A good novel should be readable. How very true that is. One book I remember finding a difficult read was the classic Lorna Doone. I never did finish it. I often say to the author, when reading, get on with the story. Some people waffle on into such unnecessary prose (is it to show that they can write this stuff?) that the story gets buried.

Peter said...

I think that sometimes book-prize judges are forced to choose the least bad from a selection of mediocre books.

Instead of promoting mediocrity, wouldn't it be great if they announced the following instead?
"None of these books is up to the standard of what we consider a good read, therefore no prize will be issued this year".

Glenda Larke said...

Sometimes I feel that any book prize is a bit iffy. How can it be otherwise? What we like is so very personal!! Perhaps it would be fairer if a top prize was never given, but rather the judges chose, say 5 top novels, and said, well, we think these are pretty good.

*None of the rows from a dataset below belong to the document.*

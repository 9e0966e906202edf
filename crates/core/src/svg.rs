//! SVG renderer: converts `RenderCommand` lists into standalone SVG strings.

use qc_metrics_protocol::{RenderCommand, TextAlign, ThemeToken};

/// Render a list of commands as an SVG document string.
///
/// `width` and `height` define the SVG viewBox dimensions.
/// `dark` selects the color palette.
pub fn render_svg(commands: &[RenderCommand], width: f64, height: f64, dark: bool) -> String {
    let mut svg = String::with_capacity(commands.len() * 120);
    svg.push_str(&format!(
        r#"<svg xmlns="http://www.w3.org/2000/svg" viewBox="0 0 {width} {height}" width="{width}" height="{height}" style="font-family:system-ui,-apple-system,sans-serif;font-size:11px">"#,
    ));

    let bg = resolve_color(ThemeToken::Background, dark);
    svg.push_str(&format!(
        r#"<rect width="{width}" height="{height}" fill="{bg}"/>"#,
    ));

    let mut clip_id = 0usize;
    let mut clip_open = false;

    for cmd in commands {
        match cmd {
            RenderCommand::DrawRect {
                rect,
                color,
                border_color,
                label,
            } => {
                let fill = resolve_color(*color, dark);
                let stroke = border_color
                    .map(|b| format!(r#" stroke="{}""#, resolve_color(b, dark)))
                    .unwrap_or_default();
                svg.push_str(&format!(
                    r#"<rect x="{}" y="{}" width="{}" height="{}" fill="{fill}"{stroke}>"#,
                    rect.x, rect.y, rect.w, rect.h,
                ));
                if let Some(label) = label {
                    svg.push_str(&format!("<title>{}</title>", escape_xml(label)));
                }
                svg.push_str("</rect>");
            }
            RenderCommand::DrawCircle {
                center,
                radius,
                color,
                point,
            } => {
                let fill = resolve_color(*color, dark);
                let data = point
                    .map(|p| format!(r#" data-series="{}" data-index="{}""#, p.series, p.index))
                    .unwrap_or_default();
                svg.push_str(&format!(
                    r#"<circle cx="{}" cy="{}" r="{radius}" fill="{fill}"{data}/>"#,
                    center.x, center.y,
                ));
            }
            RenderCommand::DrawLine {
                from,
                to,
                color,
                width: line_width,
            } => {
                let stroke = resolve_color(*color, dark);
                svg.push_str(&format!(
                    r#"<line x1="{}" y1="{}" x2="{}" y2="{}" stroke="{stroke}" stroke-width="{line_width}"/>"#,
                    from.x, from.y, to.x, to.y,
                ));
            }
            RenderCommand::DrawText {
                text,
                position,
                color,
                font_size,
                align,
            } => {
                let fill = resolve_color(*color, dark);
                let anchor = match align {
                    TextAlign::Left => "start",
                    TextAlign::Center => "middle",
                    TextAlign::Right => "end",
                };
                svg.push_str(&format!(
                    r#"<text x="{}" y="{}" fill="{fill}" font-size="{font_size}" text-anchor="{anchor}">{}</text>"#,
                    position.x,
                    position.y,
                    escape_xml(text),
                ));
            }
            RenderCommand::SetClip { rect } => {
                if clip_open {
                    svg.push_str("</g>");
                }
                clip_id += 1;
                svg.push_str(&format!(
                    r#"<clipPath id="clip{clip_id}"><rect x="{}" y="{}" width="{}" height="{}"/></clipPath><g clip-path="url(#clip{clip_id})">"#,
                    rect.x, rect.y, rect.w, rect.h,
                ));
                clip_open = true;
            }
            RenderCommand::ClearClip => {
                if clip_open {
                    svg.push_str("</g>");
                    clip_open = false;
                }
            }
            // Groups don't affect static SVG output
            RenderCommand::BeginGroup { .. } | RenderCommand::EndGroup => {}
        }
    }

    if clip_open {
        svg.push_str("</g>");
    }
    svg.push_str("</svg>");
    svg
}

/// Hex color of a theme token.
pub fn resolve_color(token: ThemeToken, dark: bool) -> &'static str {
    if let ThemeToken::Series(n) = token {
        return series_color(n, dark);
    }
    if dark {
        match token {
            ThemeToken::Background => "#181818",
            ThemeToken::Surface | ThemeToken::PlotBackground => "#1f1f1f",
            ThemeToken::Border | ThemeToken::GridLine => "#303030",
            ThemeToken::AxisLine => "#616161",
            ThemeToken::TextPrimary | ThemeToken::TooltipText => "#ececec",
            ThemeToken::TextSecondary | ThemeToken::TextMuted | ThemeToken::NoDataText => {
                "#9e9e9e"
            }
            ThemeToken::HoverHighlight => "#ffd600",
            ThemeToken::TooltipBackground => "#2b2b2b",
            ThemeToken::BannerError => "#5c1d1d",
            ThemeToken::BannerErrorText => "#ffcdd2",
            ThemeToken::BadgeApproved => "#4caf50",
            ThemeToken::BadgeFlagged => "#ffa726",
            ThemeToken::BadgeBlacklisted => "#f44336",
            ThemeToken::Series(_) => "#616161",
        }
    } else {
        match token {
            ThemeToken::Background => "#ffffff",
            ThemeToken::Surface | ThemeToken::PlotBackground => "#f8f9fa",
            ThemeToken::Border | ThemeToken::GridLine => "#dee2e6",
            ThemeToken::AxisLine => "#999999",
            ThemeToken::TextPrimary | ThemeToken::TooltipText => "#1a1a2e",
            ThemeToken::TextSecondary | ThemeToken::TextMuted | ThemeToken::NoDataText => {
                "#666677"
            }
            ThemeToken::HoverHighlight => "#e67e22",
            ThemeToken::TooltipBackground => "#ffffff",
            ThemeToken::BannerError => "#f8d7da",
            ThemeToken::BannerErrorText => "#721c24",
            ThemeToken::BadgeApproved => "#27ae60",
            ThemeToken::BadgeFlagged => "#f4845f",
            ThemeToken::BadgeBlacklisted => "#e63946",
            ThemeToken::Series(_) => "#999999",
        }
    }
}

// d3 category10, with a lighter variant for dark backgrounds
fn series_color(n: u8, dark: bool) -> &'static str {
    const LIGHT: [&str; 10] = [
        "#1f77b4", "#ff7f0e", "#2ca02c", "#d62728", "#9467bd", "#8c564b", "#e377c2", "#7f7f7f",
        "#bcbd22", "#17becf",
    ];
    const DARK: [&str; 10] = [
        "#4e9bd6", "#ffa04d", "#55c755", "#ee5a5b", "#b493d6", "#b98376", "#f0a3d8", "#a6a6a6",
        "#dcdd4a", "#4fd6e4",
    ];
    let palette = if dark { &DARK } else { &LIGHT };
    palette[n as usize % palette.len()]
}

pub(crate) fn escape_xml(s: &str) -> String {
    s.replace('&', "&amp;")
        .replace('<', "&lt;")
        .replace('>', "&gt;")
        .replace('"', "&quot;")
        .replace('\'', "&apos;")
}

It's very much comparing apples and oranges and to say one is better than another is tough.

I think one of the most intriguing things I have found (both by being a writer and reading reviews of my own work, as well as reading reviews of other people's books,) is this: readers can say exactly opposite things about the same story.

Critic A: So exciting I couldn't put it down.
Critic B: Dull from beginning to end. Was bored out of my mind.

Critic C: Characterization was wonderful and believable.
Critic D: Flat characters who were just plain unbelievable.

And so on...

RobB said...

"hype sells books"
This is undeniably true, although I do wonder whether it works for the second and third books by the same author. My late brother-in-law told me to never buy a book whose cover had the author larger than the title. This stood me in good stead for a long time, but these days, I find just about all books have author more important than title.

Glenda Larke said...

RobB: that is so funny. We authors look on it as a rite of passage - or we used to. You started out with your name small and the title large, then when you got known, and your name was larger, we puffed up like peacocks in pride...

Which is exactly what your brother was getting at, of course. And now when I finally have my name writ large, so does everyone else. Sigh.

Jo said...

I still look for an author's name before I look at the title, I always assume a large name means a good writer. Not always the case maybe, but generally I think.

l-j-hayward said...

Reading is such a different experience to writing or even reviewing, though. I write, my two best friends don't and there are very few books we can agree on. What I think is tripe, they love. What I love, they hate. With a few exceptions, mainly ones where I'm completely swept up by story and characters that the internal editor doesn't get a say.

It was the varying views on Twilight a while back that highlighted the gaping chasm between just being able to read and not look at everything critically. My friends loved the books, I nearly dug my eyeballs out in frustration with the first one. And they couldn't understand why I kept harping on about show v tell, repitition, character development etc etc. "Why can't you just read it instead of trying to rewrite it?" they asked me. If I could do that, I'd probably be happier.

Cheers, Lisa.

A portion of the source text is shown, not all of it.